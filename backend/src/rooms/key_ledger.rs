// SPDX-FileCopyrightText: 2023 Phoenix R&D GmbH <hello@phnx.im>
//
// SPDX-License-Identifier: AGPL-3.0-or-later

//! Per-room append-only log of versioned wrapped keys.
//!
//! Versions form a contiguous range `[1 .. current_key_version]`. Installing
//! version v inserts one wrap per participant, stamps every entry at v-1
//! revoked with a single timestamp and bumps the room's current version, all
//! inside the caller's transaction while the room row lock is held. Entries
//! are never deleted, except the leaver's wrap at the pre-departure version
//! which is purged for forward secrecy.

use std::collections::BTreeMap;

use chrono::{DateTime, Utc};
use sqlx::{PgConnection, PgExecutor};

use cachet_common::{
    identifiers::{KeyVersion, RoomId, UserId},
    material::WrappedKey,
};

use crate::errors::StorageError;

#[derive(Debug, Clone, sqlx::FromRow)]
#[cfg_attr(test, derive(PartialEq))]
pub struct KeyLedgerEntry {
    pub room_id: RoomId,
    pub user_id: UserId,
    pub key_version: KeyVersion,
    pub encrypted_key: WrappedKey,
    pub created_at: DateTime<Utc>,
    pub revoked_at: Option<DateTime<Utc>>,
}

impl KeyLedgerEntry {
    /// Install a complete wrap set at `version`.
    pub(super) async fn install(
        connection: &mut PgConnection,
        room_id: RoomId,
        version: KeyVersion,
        wraps: &BTreeMap<UserId, WrappedKey>,
    ) -> Result<(), StorageError> {
        for (user_id, encrypted_key) in wraps {
            Self::replace_or_insert(&mut *connection, room_id, version, *user_id, encrypted_key)
                .await?;
        }
        if let Some(previous) = version.previous() {
            sqlx::query(
                "UPDATE symmetric_keys SET revoked_at = now()
                WHERE room_id = $1 AND key_version = $2 AND revoked_at IS NULL",
            )
            .bind(room_id)
            .bind(previous)
            .execute(&mut *connection)
            .await?;
        }
        sqlx::query(
            "UPDATE rooms SET current_key_version = $2, updated_at = now() WHERE id = $1",
        )
        .bind(room_id)
        .bind(version)
        .execute(connection)
        .await?;
        Ok(())
    }

    /// Upsert a single wrap. Resending a wrap for an already-covered
    /// (room, user, version) triple replaces it in place.
    pub(super) async fn replace_or_insert(
        connection: impl PgExecutor<'_>,
        room_id: RoomId,
        version: KeyVersion,
        user_id: UserId,
        encrypted_key: &WrappedKey,
    ) -> Result<(), StorageError> {
        sqlx::query(
            "INSERT INTO symmetric_keys (room_id, user_id, key_version, encrypted_key)
            VALUES ($1, $2, $3, $4)
            ON CONFLICT (room_id, user_id, key_version)
            DO UPDATE SET encrypted_key = EXCLUDED.encrypted_key",
        )
        .bind(room_id)
        .bind(user_id)
        .bind(version)
        .bind(encrypted_key)
        .execute(connection)
        .await?;
        Ok(())
    }

    /// Every version the user still holds an entry at, oldest first. This is
    /// what lets a reconnecting client decrypt back-history.
    pub(super) async fn wrapped_keys_for(
        connection: impl PgExecutor<'_>,
        room_id: RoomId,
        user_id: UserId,
    ) -> Result<BTreeMap<KeyVersion, WrappedKey>, StorageError> {
        let rows = sqlx::query_as::<_, (KeyVersion, WrappedKey)>(
            "SELECT key_version, encrypted_key FROM symmetric_keys
            WHERE room_id = $1 AND user_id = $2
            ORDER BY key_version ASC",
        )
        .bind(room_id)
        .bind(user_id)
        .fetch_all(connection)
        .await?;
        Ok(rows.into_iter().collect())
    }

    /// Forward-secrecy purge of a leaver's wrap at the pre-departure version.
    pub(super) async fn purge(
        connection: impl PgExecutor<'_>,
        room_id: RoomId,
        user_id: UserId,
        version: KeyVersion,
    ) -> Result<(), StorageError> {
        sqlx::query(
            "DELETE FROM symmetric_keys
            WHERE room_id = $1 AND user_id = $2 AND key_version = $3",
        )
        .bind(room_id)
        .bind(user_id)
        .bind(version)
        .execute(connection)
        .await?;
        Ok(())
    }

    #[cfg(test)]
    pub(crate) async fn entries_at(
        connection: impl PgExecutor<'_>,
        room_id: RoomId,
        version: KeyVersion,
    ) -> Result<Vec<KeyLedgerEntry>, StorageError> {
        let entries = sqlx::query_as::<_, KeyLedgerEntry>(
            "SELECT room_id, user_id, key_version, encrypted_key, created_at, revoked_at
            FROM symmetric_keys
            WHERE room_id = $1 AND key_version = $2
            ORDER BY user_id",
        )
        .bind(room_id)
        .bind(version)
        .fetch_all(connection)
        .await?;
        Ok(entries)
    }

    #[cfg(test)]
    pub(crate) async fn versions(
        connection: impl PgExecutor<'_>,
        room_id: RoomId,
    ) -> Result<Vec<KeyVersion>, StorageError> {
        let versions = sqlx::query_scalar::<_, KeyVersion>(
            "SELECT DISTINCT key_version FROM symmetric_keys
            WHERE room_id = $1 ORDER BY key_version",
        )
        .bind(room_id)
        .fetch_all(connection)
        .await?;
        Ok(versions)
    }
}
// SPDX-FileCopyrightText: 2023 Phoenix R&D GmbH <hello@phnx.im>
//
// SPDX-License-Identifier: AGPL-3.0-or-later

use async_trait::async_trait;
use sqlx::{Executor, PgPool};
use thiserror::Error;

use crate::{
    errors::StorageError,
    settings::{DatabaseSettings, Settings},
};

#[derive(Debug, Error)]
pub enum ServiceCreationError {
    #[error(transparent)]
    Storage(#[from] StorageError),
    #[error("Service initialization failed: {0}")]
    InitializationFailed(Box<dyn std::error::Error + Send + Sync>),
}

impl From<sqlx::Error> for ServiceCreationError {
    fn from(e: sqlx::Error) -> Self {
        Self::Storage(StorageError::from(e))
    }
}

impl From<sqlx::migrate::MigrateError> for ServiceCreationError {
    fn from(e: sqlx::migrate::MigrateError) -> Self {
        Self::Storage(StorageError::from(e))
    }
}

/// Bootstrap shared by the backend services: create the database if it does
/// not exist yet, run the migrations, then initialize the service itself.
#[async_trait]
pub trait BackendService: Sized {
    async fn new(settings: &Settings) -> Result<Self, ServiceCreationError> {
        let db_pool = prepare_database(&settings.database).await?;
        Self::new_from_pool(db_pool, settings).await
    }

    async fn new_from_pool(db_pool: PgPool, settings: &Settings) -> Result<Self, ServiceCreationError> {
        tracing::info!("Running database migration");
        sqlx::migrate!("./migrations").run(&db_pool).await?;
        tracing::info!("Database migration successful");

        Self::initialize(db_pool, settings).await
    }

    async fn initialize(db_pool: PgPool, settings: &Settings)
        -> Result<Self, ServiceCreationError>;
}

async fn prepare_database(
    database_settings: &DatabaseSettings,
) -> Result<PgPool, ServiceCreationError> {
    let connection =
        PgPool::connect(&database_settings.connection_string_without_database()).await?;

    let db_name = database_settings.name.as_str();
    let db_exists: bool = sqlx::query_scalar(
        "select exists (
            SELECT datname FROM pg_catalog.pg_database WHERE datname = $1
        )",
    )
    .bind(db_name)
    .fetch_one(&connection)
    .await?;

    if !db_exists {
        connection
            .execute(format!(r#"CREATE DATABASE "{}";"#, db_name).as_str())
            .await?;
        tracing::info!("Successfully created database {}", db_name);
    }

    let db_pool = PgPool::connect(&database_settings.connection_string()).await?;
    Ok(db_pool)
}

- _TRY IT_
Copy out all lines of the listing above that include "leaver".

- _TASK SOLUTION_
//! are never deleted, except the leaver's wrap at the pre-departure version
    /// Forward-secrecy purge of a leaver's wrap at the pre-departure version.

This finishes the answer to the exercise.